Now the node should come up normally, and finish with the normal Harvester console screen that shows the cluster and node IP addresses and status.
The the node should operate normally now but the kernel boot argument changes will not be preserved across a reboot unless you perform the next step.
At this point you need to preserve these boot argument changes.
You can do this from the console by pressing F12 and logging in, or you can use an SSH session over the network.
The changes must be made permanent by editing the GRUB configuration file grub.cfg.
The trick here is that the file to be changed is stored in a partition which is normally read-only,
so the first thing you must do is to re-mount the volume to be read-write.
Start out by using the blkid command to find the device name of the correct partition:
$ sudo -i # blkid -L COS_STATE /dev/sda4 #
The device name will be something like /dev/sda4. The following examples assume that's the name but you should modify the commands to match what you see on your system.
Now, re-mount that volume to make it writable:
# mount -o remount -rw /dev/sda4 /run/initramfs/cos-state
Next, edit the grub.cfg file.
# vim /run/initramfs/cos-state/grub2/grub.cfg
Look for menuentry directives. There will be several of these; at least one as a fallback, and one for recovery. You should apply the same change to all of them.
In each of these, edit the line beginning with linux just as you did for the interactive GRUB menu, appending rd.iscsi.firmware rd.iscsi.ibft to the arguments.
Then save the changes.
It is not necessary, but probably advisable to remount that volume again to return it to its read-only state:
# mount -o remount -ro /dev/sda4 /run/initramfs/cos-state
From this point on, these changes will persist across node reboots.
A few important notes:
You must perform this same procedure for every node of your cluster that you are booting with iSCSI.

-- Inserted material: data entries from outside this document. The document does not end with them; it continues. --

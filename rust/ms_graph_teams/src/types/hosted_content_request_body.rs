/* This Source Code Form is subject to the terms of the Mozilla Public
 * License, v. 2.0. If a copy of the MPL was not distributed with this
 * file, You can obtain one at http://mozilla.org/MPL/2.0/. */

use serde_json::{Map, Value};

use crate::body::compact;

/// The fields accepted when creating or updating hosted content on a chat
/// message. `content_bytes` carries the base64-encoded content; the raw
/// bytes go through the `$value` media endpoint instead.
#[derive(Clone, Debug, Default)]
pub struct HostedContentRequestBody {
    pub id: Option<String>,
    pub content_bytes: Option<String>,
    pub content_type: Option<String>,
}

impl HostedContentRequestBody {
    pub(crate) fn into_object(self) -> Map<String, Value> {
        compact([
            ("id", self.id.map(Value::from)),
            ("contentBytes", self.content_bytes.map(Value::from)),
            ("contentType", self.content_type.map(Value::from)),
        ])
    }
}
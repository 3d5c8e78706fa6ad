/* This Source Code Form is subject to the terms of the Mozilla Public
 * License, v. 2.0. If a copy of the MPL was not distributed with this
 * file, You can obtain one at http://mozilla.org/MPL/2.0/. */

//! Operations on the `replies` navigation property of a chat message.
//!
//! Replies are chat messages themselves; the reply's own identifier is the
//! second `chatMessage-id` in the path, which the API spells
//! `chatMessage-id1`.

use serde_json::{Map, Value};

use crate::body::compact;
use crate::client::{required, GraphClient};
use crate::error::Result;
use crate::query::{CountQuery, Query};
use crate::types::chat_message::ChatMessage;
use crate::types::chat_message_request_body::ChatMessageRequestBody;
use crate::types::collection_response::CollectionResponse;

impl GraphClient {
    /// Lists the replies to a chat message.
    pub fn list_message_replies(
        &self,
        user_id: &str,
        chat_id: &str,
        message_id: &str,
        query: &Query,
    ) -> Result<CollectionResponse<'static>> {
        let user_id = required("user-id", user_id)?;
        let chat_id = required("chat-id", chat_id)?;
        let message_id = required("chatMessage-id", message_id)?;
        self.get_json(
            &format!("/users/{user_id}/chats/{chat_id}/messages/{message_id}/replies"),
            &query.pairs(),
        )
    }

    /// Sends a reply to a chat message.
    pub fn create_message_reply(
        &self,
        user_id: &str,
        chat_id: &str,
        message_id: &str,
        body: ChatMessageRequestBody,
    ) -> Result<ChatMessage<'static>> {
        let user_id = required("user-id", user_id)?;
        let chat_id = required("chat-id", chat_id)?;
        let message_id = required("chatMessage-id", message_id)?;
        self.post_json(
            &format!("/users/{user_id}/chats/{chat_id}/messages/{message_id}/replies"),
            &body.into_object(),
        )
    }

    /// The number of replies to a chat message.
    pub fn count_message_replies(
        &self,
        user_id: &str,
        chat_id: &str,
        message_id: &str,
        query: &CountQuery,
    ) -> Result<i64> {
        let user_id = required("user-id", user_id)?;
        let chat_id = required("chat-id", chat_id)?;
        let message_id = required("chatMessage-id", message_id)?;
        self.get_count(
            &format!("/users/{user_id}/chats/{chat_id}/messages/{message_id}/replies/$count"),
            &query.pairs(),
        )
    }

    /// Invokes the `delta` function on a message's replies.
    pub fn delta_message_replies(
        &self,
        user_id: &str,
        chat_id: &str,
        message_id: &str,
        query: &Query,
    ) -> Result<CollectionResponse<'static>> {
        let user_id = required("user-id", user_id)?;
        let chat_id = required("chat-id", chat_id)?;
        let message_id = required("chatMessage-id", message_id)?;
        self.get_json(
            &format!(
                "/users/{user_id}/chats/{chat_id}/messages/{message_id}/replies/microsoft.graph.delta()"
            ),
            &query.pairs(),
        )
    }

    /// Retrieves a single reply to a chat message.
    pub fn get_message_reply(
        &self,
        user_id: &str,
        chat_id: &str,
        message_id: &str,
        reply_id: &str,
        query: &Query,
    ) -> Result<ChatMessage<'static>> {
        let user_id = required("user-id", user_id)?;
        let chat_id = required("chat-id", chat_id)?;
        let message_id = required("chatMessage-id", message_id)?;
        let reply_id = required("chatMessage-id1", reply_id)?;
        self.get_json(
            &format!("/users/{user_id}/chats/{chat_id}/messages/{message_id}/replies/{reply_id}"),
            &query.pairs(),
        )
    }

    /// Updates a reply to a chat message.
    pub fn update_message_reply(
        &self,
        user_id: &str,
        chat_id: &str,
        message_id: &str,
        reply_id: &str,
        body: ChatMessageRequestBody,
    ) -> Result<ChatMessage<'static>> {
        let user_id = required("user-id", user_id)?;
        let chat_id = required("chat-id", chat_id)?;
        let message_id = required("chatMessage-id", message_id)?;
        let reply_id = required("chatMessage-id1", reply_id)?;
        self.patch_json(
            &format!("/users/{user_id}/chats/{chat_id}/messages/{message_id}/replies/{reply_id}"),
            &body.into_object(),
        )
    }

    /// Deletes a reply to a chat message.
    pub fn delete_message_reply(
        &self,
        user_id: &str,
        chat_id: &str,
        message_id: &str,
        reply_id: &str,
    ) -> Result<()> {
        let user_id = required("user-id", user_id)?;
        let chat_id = required("chat-id", chat_id)?;
        let message_id = required("chatMessage-id", message_id)?;
        let reply_id = required("chatMessage-id1", reply_id)?;
        self.delete(&format!(
            "/users/{user_id}/chats/{chat_id}/messages/{message_id}/replies/{reply_id}"
        ))
    }

    /// Sets a reaction on a reply (`setReaction`).
    pub fn set_reply_reaction(
        &self,
        user_id: &str,
        chat_id: &str,
        message_id: &str,
        reply_id: &str,
        reaction_type: Option<String>,
    ) -> Result<()> {
        let user_id = required("user-id", user_id)?;
        let chat_id = required("chat-id", chat_id)?;
        let message_id = required("chatMessage-id", message_id)?;
        let reply_id = required("chatMessage-id1", reply_id)?;
        self.post_empty(
            &format!(
                "/users/{user_id}/chats/{chat_id}/messages/{message_id}/replies/{reply_id}/microsoft.graph.setReaction"
            ),
            &compact([("reactionType", reaction_type.map(Value::from))]),
        )
    }

    /// Removes a reaction from a reply (`unsetReaction`).
    pub fn unset_reply_reaction(
        &self,
        user_id: &str,
        chat_id: &str,
        message_id: &str,
        reply_id: &str,
        reaction_type: Option<String>,
    ) -> Result<()> {
        let user_id = required("user-id", user_id)?;
        let chat_id = required("chat-id", chat_id)?;
        let message_id = required("chatMessage-id", message_id)?;
        let reply_id = required("chatMessage-id1", reply_id)?;
        self.post_empty(
            &format!(
                "/users/{user_id}/chats/{chat_id}/messages/{message_id}/replies/{reply_id}/microsoft.graph.unsetReaction"
            ),
            &compact([("reactionType", reaction_type.map(Value::from))]),
        )
    }

    /// Soft-deletes a reply (`softDelete`).
    pub fn soft_delete_reply(
        &self,
        user_id: &str,
        chat_id: &str,
        message_id: &str,
        reply_id: &str,
    ) -> Result<()> {
        let user_id = required("user-id", user_id)?;
        let chat_id = required("chat-id", chat_id)?;
        let message_id = required("chatMessage-id", message_id)?;
        let reply_id = required("chatMessage-id1", reply_id)?;
        self.post_empty(
            &format!(
                "/users/{user_id}/chats/{chat_id}/messages/{message_id}/replies/{reply_id}/microsoft.graph.softDelete"
            ),
            &Map::new(),
        )
    }

    /// Undoes the soft deletion of a reply (`undoSoftDelete`).
    pub fn undo_soft_delete_reply(
        &self,
        user_id: &str,
        chat_id: &str,
        message_id: &str,
        reply_id: &str,
    ) -> Result<()> {
        let user_id = required("user-id", user_id)?;
        let chat_id = required("chat-id", chat_id)?;
        let message_id = required("chatMessage-id", message_id)?;
        let reply_id = required("chatMessage-id1", reply_id)?;
        self.post_empty(
            &format!(
                "/users/{user_id}/chats/{chat_id}/messages/{message_id}/replies/{reply_id}/microsoft.graph.undoSoftDelete"
            ),
            &Map::new(),
        )
    }
}

#[cfg(test)]
mod tests {
    use crate::client::GraphClient;
    use crate::error::Error;
    use crate::query::Query;
    use url::Url;

    fn client() -> GraphClient {
        GraphClient::new(Url::parse("http://127.0.0.1:9").unwrap())
    }

    #[test]
    fn empty_reply_id_is_rejected_before_dispatch() {
        assert!(matches!(
            client().get_message_reply("u1", "c1", "m1", "", &Query::new()),
            Err(Error::MissingParameter("chatMessage-id1"))
        ));
        assert!(matches!(
            client().undo_soft_delete_reply("u1", "c1", "m1", ""),
            Err(Error::MissingParameter("chatMessage-id1"))
        ));
    }

    #[test]
    fn parent_message_id_is_validated_first() {
        assert!(matches!(
            client().get_message_reply("u1", "c1", "", "", &Query::new()),
            Err(Error::MissingParameter("chatMessage-id"))
        ));
    }
}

These changes will be overwritten by the upgrade procedure if you upgrade your cluster to a newer version of Harvester. Therefore, if you do an upgrade, be sure to re-do the procedure to edit the grub.cfg on every node of your cluster that is booting by iSCSI.
Harvester Docuementation provides a general description of how to permanently edit kernel parameters to be used when booting a Harvester node.
Dell PowerEdge R630 Owner's Manual This is an example of relevant vendor documentation. Other vendors such as HPE, IBM, Lenovo, etc should provide comparable documentation, though the details will vary.